Plus de vingt ans qu'il est mort, déjà. Cependant, la fascination est toujours aussi vive et forte, comme une espèce de parenté au-delà du temps qui passe, dans cet entre-deux où tout est possible, jusques et y compris les rencontres les plus improbables.

 

Il m'a accompagnée dès la petite enfance. Il a peuplé mes rêveries d'adolescente de visions flamboyantes de couleurs et alimenté mes cauchemars d'un chien andalou qui me poursuit encore et toujours. Il a donné à ma vie cette touche de folie sans laquelle la réalité crue et nue serait insupportable d'horreurs sans cesse renouvelées.

 

Sculpture, cinéma, photographie, dessins, bijoux, décors, illustrations, peinture enfin, que n'a-t-il approché et marqué de son empreinte, lui dont la main était si docile à transfigurer ce que l'œil absorbait et le troisième œil suggérait. Tout accompli avec une infatigable « prolificité » à laquelle la sieste quotidienne, acte culturel, était une concession très codifiée dans un emploi du temps resserré. « S'asseoir sur une chaise, poser à terre une assiette vide, tenir dans la main du côté de l'assiette une clé, siester.
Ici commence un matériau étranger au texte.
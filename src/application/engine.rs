use crate::domain::ids::UserId;
use crate::domain::job::Job;
use crate::domain::payment::{Payment, PaymentSummary};
use crate::domain::ports::{ClockHandle, StoreHandle};
use crate::domain::user::{Actor, User};
use crate::error::{LedgerError, Result};
use crate::infrastructure::clock::SystemClock;
use chrono::{DateTime, Duration, Utc};
use serde::Serialize;
use std::sync::Arc;
use tracing::{debug, info};

/// Tunables for ledger policy.
#[derive(Debug, Clone, Copy, PartialEq, Eq)]
pub struct LedgerConfig {
    /// How long after creation the payer may still delete a payment.
    pub payment_delete_window: Duration,
}

impl Default for LedgerConfig {
    fn default() -> Self {
        Self {
            payment_delete_window: Duration::hours(2),
        }
    }
}

/// One line of the operator report: a job, its parties and its totals.
#[derive(Debug, Clone, PartialEq, Serialize)]
pub struct JobReport {
    pub job: Job,
    pub company_email: String,
    pub worker_email: String,
    pub summary: PaymentSummary,
}

/// The entry point for every ledger operation.
///
/// `WorkLedger` owns the storage backend and the clock. Every operation takes
/// the calling [`Actor`] explicitly and is a single request/response
/// transaction; state changes are delegated to the store's atomic
/// read-modify-write methods, with the authorization check running inside
/// them. Cloning is cheap and clones share state.
#[derive(Clone)]
pub struct WorkLedger {
    pub(crate) store: StoreHandle,
    pub(crate) clock: ClockHandle,
    pub(crate) config: LedgerConfig,
}

impl WorkLedger {
    /// Creates a ledger over `store` using the system clock and default policy.
    pub fn new(store: StoreHandle) -> Self {
        Self {
            store,
            clock: Arc::new(SystemClock),
            config: LedgerConfig::default(),
        }
    }

    pub fn with_clock(mut self, clock: ClockHandle) -> Self {
        self.clock = clock;
        self
    }

    pub fn with_config(mut self, config: LedgerConfig) -> Self {
        self.config = config;
        self
    }

    pub fn config(&self) -> &LedgerConfig {
        &self.config
    }

    pub(crate) fn now(&self) -> DateTime<Utc> {
        self.clock.now()
    }

    /// Turns an identity resolved by the external authenticator into an
    /// [`Actor`]. Fails with `Unauthenticated` when there is none, or when it
    /// names a user this ledger does not know.
    pub async fn authenticate(&self, caller: Option<UserId>) -> Result<Actor> {
        let Some(id) = caller else {
            return Err(LedgerError::Unauthenticated);
        };
        match self.store.user(id).await? {
            Some(user) => Ok(Actor::resolved(user.id)),
            None => {
                debug!(user_id = %id, "caller does not resolve to a user");
                Err(LedgerError::Unauthenticated)
            }
        }
    }

    /// Like [`Self::authenticate`], for authenticators that identify callers
    /// by email.
    pub async fn authenticate_email(&self, email: Option<&str>) -> Result<Actor> {
        let Some(email) = email.map(str::trim).filter(|e| !e.is_empty()) else {
            return Err(LedgerError::Unauthenticated);
        };
        match self.store.user_by_email(email).await? {
            Some(user) => Ok(Actor::resolved(user.id)),
            None => Err(LedgerError::Unauthenticated),
        }
    }

    pub async fn register_user(
        &self,
        name: &str,
        email: &str,
        image: Option<String>,
    ) -> Result<User> {
        let user = User::new(name, email, image)?;
        self.store.insert_user(user.clone()).await?;
        info!(user_id = %user.id, email = %user.email, "user registered");
        Ok(user)
    }

    /// Looks up another user's public profile, e.g. before inviting them.
    pub async fn find_user_by_email(&self, _actor: &Actor, email: &str) -> Result<User> {
        let email = email.trim();
        if email.is_empty() {
            return Err(LedgerError::InvalidArgument("Email is required".to_string()));
        }
        self.store
            .user_by_email(email)
            .await?
            .ok_or_else(|| LedgerError::not_found("user", email))
    }

    /// Loads a profile referenced by a stored record. A dangling reference is
    /// a storage fault, not a caller error.
    pub(crate) async fn profile(&self, id: UserId) -> Result<User> {
        self.store
            .user(id)
            .await?
            .ok_or_else(|| LedgerError::Internal(format!("dangling reference to user {id}")))
    }

    pub(crate) async fn payments_newest_first(&self, job: &Job) -> Result<Vec<Payment>> {
        let mut payments = self.store.payments_for_job(job.id).await?;
        payments.sort_by(|a, b| b.created_at.cmp(&a.created_at));
        Ok(payments)
    }

    /// Every job with its parties' emails and payment totals, ordered by title.
    /// For operators only; it bypasses caller authorization.
    pub async fn ledger_report(&self) -> Result<Vec<JobReport>> {
        let mut jobs = self.store.all_jobs().await?;
        jobs.sort_by(|a, b| a.title.cmp(&b.title).then(a.created_at.cmp(&b.created_at)));

        let mut report = Vec::with_capacity(jobs.len());
        for job in jobs {
            let payments = self.store.payments_for_job(job.id).await?;
            let company = self.profile(job.company_id).await?;
            let worker = self.profile(job.assigned_to_id).await?;
            report.push(JobReport {
                summary: PaymentSummary::compute(job.agreed_price, &payments)?,
                company_email: company.email,
                worker_email: worker.email,
                job,
            });
        }
        Ok(report)
    }
}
Quand la clé échappe de la main et tombe dans l'assiette, se réveiller, aller immédiatement à ses pinceaux, peindre les images des rêves capturés ». Voilà une de ses recettes favorites, rangée dans un des nombreux tiroirs qu'il affectionnait d'ouvrir et fermer.

 

Mystique à ses heures, passionné de science, la troisième dimension l'a questionné et il n'eut de cesse que d'atteindre à la quatrième qui lui eût donné l'immortalité, lui qui disait « je pense à la mort, surtout quand je mange des sardines en boîte ». Et somme toute, cette définition paranoïa-critique de la condition humaine remet à leur place un certain nombre de supputations de tous ordres s'y rapportant.

 

En dépit de vos excès, de votre snobisme parfois, de votre côté réac-calculateur souvent reproché, vous aurez toujours une place de choix dans mon panthéon personnel, vous dont la Joconde moustachue et poilue est un délicieux crime de lèse-majesté et je vous aime Monsieur le Marquis de Pubol.